Dernière mise à jour : lundi 6 mai 2019, par Expositions

Quel drôle d’artiste, ce Solano Cardenas ! Il n’a pas vraiment les pieds sur terre. La preuve ? Il veut peindre dans le ciel. Difficile. Impossible. Alors, il y place des objets qui n’y seront pas attendus, des sculptures qui, elles-mêmes, sculpteront ou peindront l’azur, ou le ciel blanc et gris d’Ile-de-France, ou d’ailleurs. Les mannes de Léonard de Vinci ne doivent pas roder bien loin, et celles de son père Agustin, fameux pionnier cubain de la sculpture moderne très admiré des surréalistes, sont bien présentes et fières.
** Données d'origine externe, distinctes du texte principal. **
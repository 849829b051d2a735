//! Per-source crawl progress cursor.

use chrono::{DateTime, Utc};
use serde::{Deserialize, Serialize};

/// Durable cursor marking how far a source has been crawled.
///
/// `last_seen_created_at` is non-decreasing across successful cycles and is
/// only written after a cycle's dual-write has committed. A failed cycle
/// leaves the watermark untouched.
#[derive(Debug, Clone, Serialize, Deserialize, PartialEq)]
pub struct Watermark {
    /// Source community name
    pub source: String,

    /// Identifier of the newest item seen so far
    pub last_seen_item_id: String,

    /// Creation timestamp of the newest item seen so far
    pub last_seen_created_at: Option<DateTime<Utc>>,

    /// Cumulative count of items fetched across all cycles
    pub total_items_fetched: u64,

    /// Rolling duplicate ratio, 0-100
    pub dedup_rate: f64,
}

/// Weight of the newest cycle in the rolling dedup rate.
const DEDUP_RATE_ALPHA: f64 = 0.3;

impl Watermark {
    /// Empty watermark for a source that has never been crawled.
    pub fn empty(source: impl Into<String>) -> Self {
        Self {
            source: source.into(),
            last_seen_item_id: String::new(),
            last_seen_created_at: None,
            total_items_fetched: 0,
            dedup_rate: 0.0,
        }
    }

    /// Advance the cursor to `(created_at, item_id)` if it is newer.
    ///
    /// Ties on `created_at` are broken by the lexicographically greater id
    /// so the cursor stays deterministic. Older positions are ignored,
    /// which keeps the cursor monotone even when overlapping windows are
    /// re-fetched.
    pub fn advance(&mut self, created_at: DateTime<Utc>, item_id: &str) {
        match self.last_seen_created_at {
            None => {
                self.last_seen_created_at = Some(created_at);
                self.last_seen_item_id = item_id.to_string();
            }
            Some(seen) if created_at > seen => {
                self.last_seen_created_at = Some(created_at);
                self.last_seen_item_id = item_id.to_string();
            }
            Some(seen) if created_at == seen && item_id > self.last_seen_item_id.as_str() => {
                self.last_seen_item_id = item_id.to_string();
            }
            Some(_) => {}
        }
    }

    /// Fold one completed cycle's counts into the cumulative stats.
    pub fn record_cycle(&mut self, fetched: usize, duplicates: usize) {
        self.total_items_fetched += fetched as u64;
        if fetched > 0 {
            let cycle_rate = (duplicates as f64 / fetched as f64) * 100.0;
            self.dedup_rate =
                self.dedup_rate * (1.0 - DEDUP_RATE_ALPHA) + cycle_rate * DEDUP_RATE_ALPHA;
        }
    }

    /// Whether an item timestamp falls past the cursor.
    pub fn is_past_cursor(&self, created_at: DateTime<Utc>) -> bool {
        match self.last_seen_created_at {
            None => true,
            Some(seen) => created_at >= seen,
        }
    }
}

#[cfg(test)]
mod tests {
    use super::*;
    use chrono::TimeZone;

    fn ts(secs: i64) -> DateTime<Utc> {
        Utc.timestamp_opt(secs, 0).unwrap()
    }

    #[test]
    fn test_advance_moves_forward() {
        let mut wm = Watermark::empty("rustlang");
        wm.advance(ts(100), "a");
        assert_eq!(wm.last_seen_created_at, Some(ts(100)));
        assert_eq!(wm.last_seen_item_id, "a");

        wm.advance(ts(200), "b");
        assert_eq!(wm.last_seen_created_at, Some(ts(200)));
        assert_eq!(wm.last_seen_item_id, "b");
    }

    #[test]
    fn test_advance_ignores_older() {
        let mut wm = Watermark::empty("rustlang");
        wm.advance(ts(200), "b");
        wm.advance(ts(100), "a");
        assert_eq!(wm.last_seen_created_at, Some(ts(200)));
        assert_eq!(wm.last_seen_item_id, "b");
    }

    #[test]
    fn test_advance_breaks_ties_by_id() {
        let mut wm = Watermark::empty("rustlang");
        wm.advance(ts(100), "b");
        wm.advance(ts(100), "a");
        assert_eq!(wm.last_seen_item_id, "b");

        wm.advance(ts(100), "c");
        assert_eq!(wm.last_seen_item_id, "c");
        assert_eq!(wm.last_seen_created_at, Some(ts(100)));
    }

    #[test]
    fn test_record_cycle_rolls_dedup_rate() {
        let mut wm = Watermark::empty("rustlang");
        wm.record_cycle(10, 5); // 50% duplicates
        assert_eq!(wm.total_items_fetched, 10);
        assert!((wm.dedup_rate - 15.0).abs() < 1e-9);

        wm.record_cycle(0, 0); // empty cycle leaves the rate alone
        assert!((wm.dedup_rate - 15.0).abs() < 1e-9);
    }

    #[test]
    fn test_is_past_cursor() {
        let mut wm = Watermark::empty("rustlang");
        assert!(wm.is_past_cursor(ts(1)));

        wm.advance(ts(100), "a");
        assert!(!wm.is_past_cursor(ts(99)));
        assert!(wm.is_past_cursor(ts(100)));
        assert!(wm.is_past_cursor(ts(101)));
    }
}
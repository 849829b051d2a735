//! Tier assignment over source quality profiles.
//!
//! Sources are bucketed by their rolling average of valid items per
//! cycle. The pass is idempotent: running it twice against unchanged
//! profiles writes nothing the second time, so it can sit on a
//! maintenance timer without churning the profile store.

use std::sync::Arc;

use chrono::{DateTime, Utc};

use crate::error::Result;
use crate::models::{SourceQualityProfile, Tier, TierConfig};
use crate::pipeline::crawl::CrawlTarget;
use crate::store::ProfileStore;

/// Outcome of one tier recomputation pass.
#[derive(Debug, Clone, Copy, Default, PartialEq, Eq)]
pub struct TieringReport {
    /// Profiles examined
    pub total: usize,
    /// Profiles whose assignment changed and were rewritten
    pub changed: usize,
    /// Profiles currently excluded as blacklisted
    pub blacklisted: usize,
}

/// Tier-driven source scheduler.
pub struct TieredScheduler {
    profiles: Arc<dyn ProfileStore>,
    config: TierConfig,
}

impl TieredScheduler {
    pub fn new(profiles: Arc<dyn ProfileStore>, config: TierConfig) -> Self {
        Self { profiles, config }
    }

    /// Classify one profile into its tier.
    ///
    /// Blacklisting wins over everything; a source with no positive
    /// rolling average has no data to judge; everything else falls into
    /// a bucket by `avg_valid_items`.
    pub fn classify(config: &TierConfig, profile: &SourceQualityProfile) -> Tier {
        if profile.is_blacklisted {
            return Tier::Blacklisted;
        }
        if profile.avg_valid_items > config.tier1_min_avg {
            Tier::Tier1
        } else if profile.avg_valid_items > config.tier2_min_avg {
            Tier::Tier2
        } else if profile.avg_valid_items > 0.0 {
            Tier::Tier3
        } else {
            Tier::NoData
        }
    }

    /// Recompute tier assignments for all configured sources.
    ///
    /// Sources without a profile yet are seeded as `NoData`; the
    /// blacklist is applied before classification. Only profiles whose
    /// assignment actually changed are written back.
    pub async fn recompute_assignments(
        &self,
        sources: &[String],
        blacklist: &[String],
    ) -> Result<TieringReport> {
        let existing = self.profiles.all().await?;
        let mut report = TieringReport::default();
        let mut dirty = Vec::new();

        let mut by_source: std::collections::HashMap<String, SourceQualityProfile> = existing
            .into_iter()
            .map(|profile| (profile.source.clone(), profile))
            .collect();

        for source in sources {
            let (profile, existed) = match by_source.remove(source) {
                Some(profile) => (profile, true),
                None => (SourceQualityProfile::new(source.clone()), false),
            };
            report.total += 1;

            let mut next = profile.clone();
            next.is_blacklisted = blacklist.contains(source);
            next.tier = Self::classify(&self.config, &next);
            if let Some(policy) = self.config.policy_for(next.tier) {
                next.crawl_frequency_hours = policy.frequency_hours;
            }
            if next.is_blacklisted {
                report.blacklisted += 1;
            }

            // A seeded profile must be written even when classification
            // leaves it untouched, or the source never enters the store
            // and never becomes due.
            if !existed || next != profile {
                log::info!(
                    "Source {} assigned {} (avg {:.1})",
                    next.source,
                    next.tier.as_str(),
                    next.avg_valid_items
                );
                dirty.push(next);
            }
        }

        report.changed = dirty.len();
        if !dirty.is_empty() {
            self.profiles.put_batch(&dirty).await?;
        }
        Ok(report)
    }

    /// Targets due for a crawl at `now`.
    ///
    /// A brand-new source has no tier yet but still has to be crawled
    /// once to gather data, so never-crawled unblacklisted sources get
    /// a bootstrap cycle on the tier3 policy.
    pub async fn due_targets(&self, now: DateTime<Utc>) -> Result<Vec<CrawlTarget>> {
        let profiles = self.profiles.all().await?;
        let mut targets = Vec::new();

        for profile in profiles {
            if profile.is_blacklisted {
                continue;
            }
            if let Some(policy) = self.config.policy_for(profile.tier) {
                if profile.is_due(now) {
                    targets.push(CrawlTarget {
                        source: profile.source,
                        policy,
                    });
                }
            } else if profile.last_crawled_at.is_none() {
                log::debug!("Bootstrapping never-crawled source {}", profile.source);
                targets.push(CrawlTarget {
                    source: profile.source,
                    policy: self.config.tier3,
                });
            }
        }
        Ok(targets)
    }
}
© Katrin Baumann / Solano Cardenas

Ces vaisseaux sculptés de Solano Cardenas, drôles de drones pacifico-artistiques, portent en eux leurs propres codes, frappés des ponctuations contrastées que proposent les noirs et les blancs. Et les lignes de ces structures ailées font qu’elles sont dans l’ouate du ciel, comme nous pourrions l’être sous la couette, tranquilles, et sans réelle volonté d’en sortir à jamais.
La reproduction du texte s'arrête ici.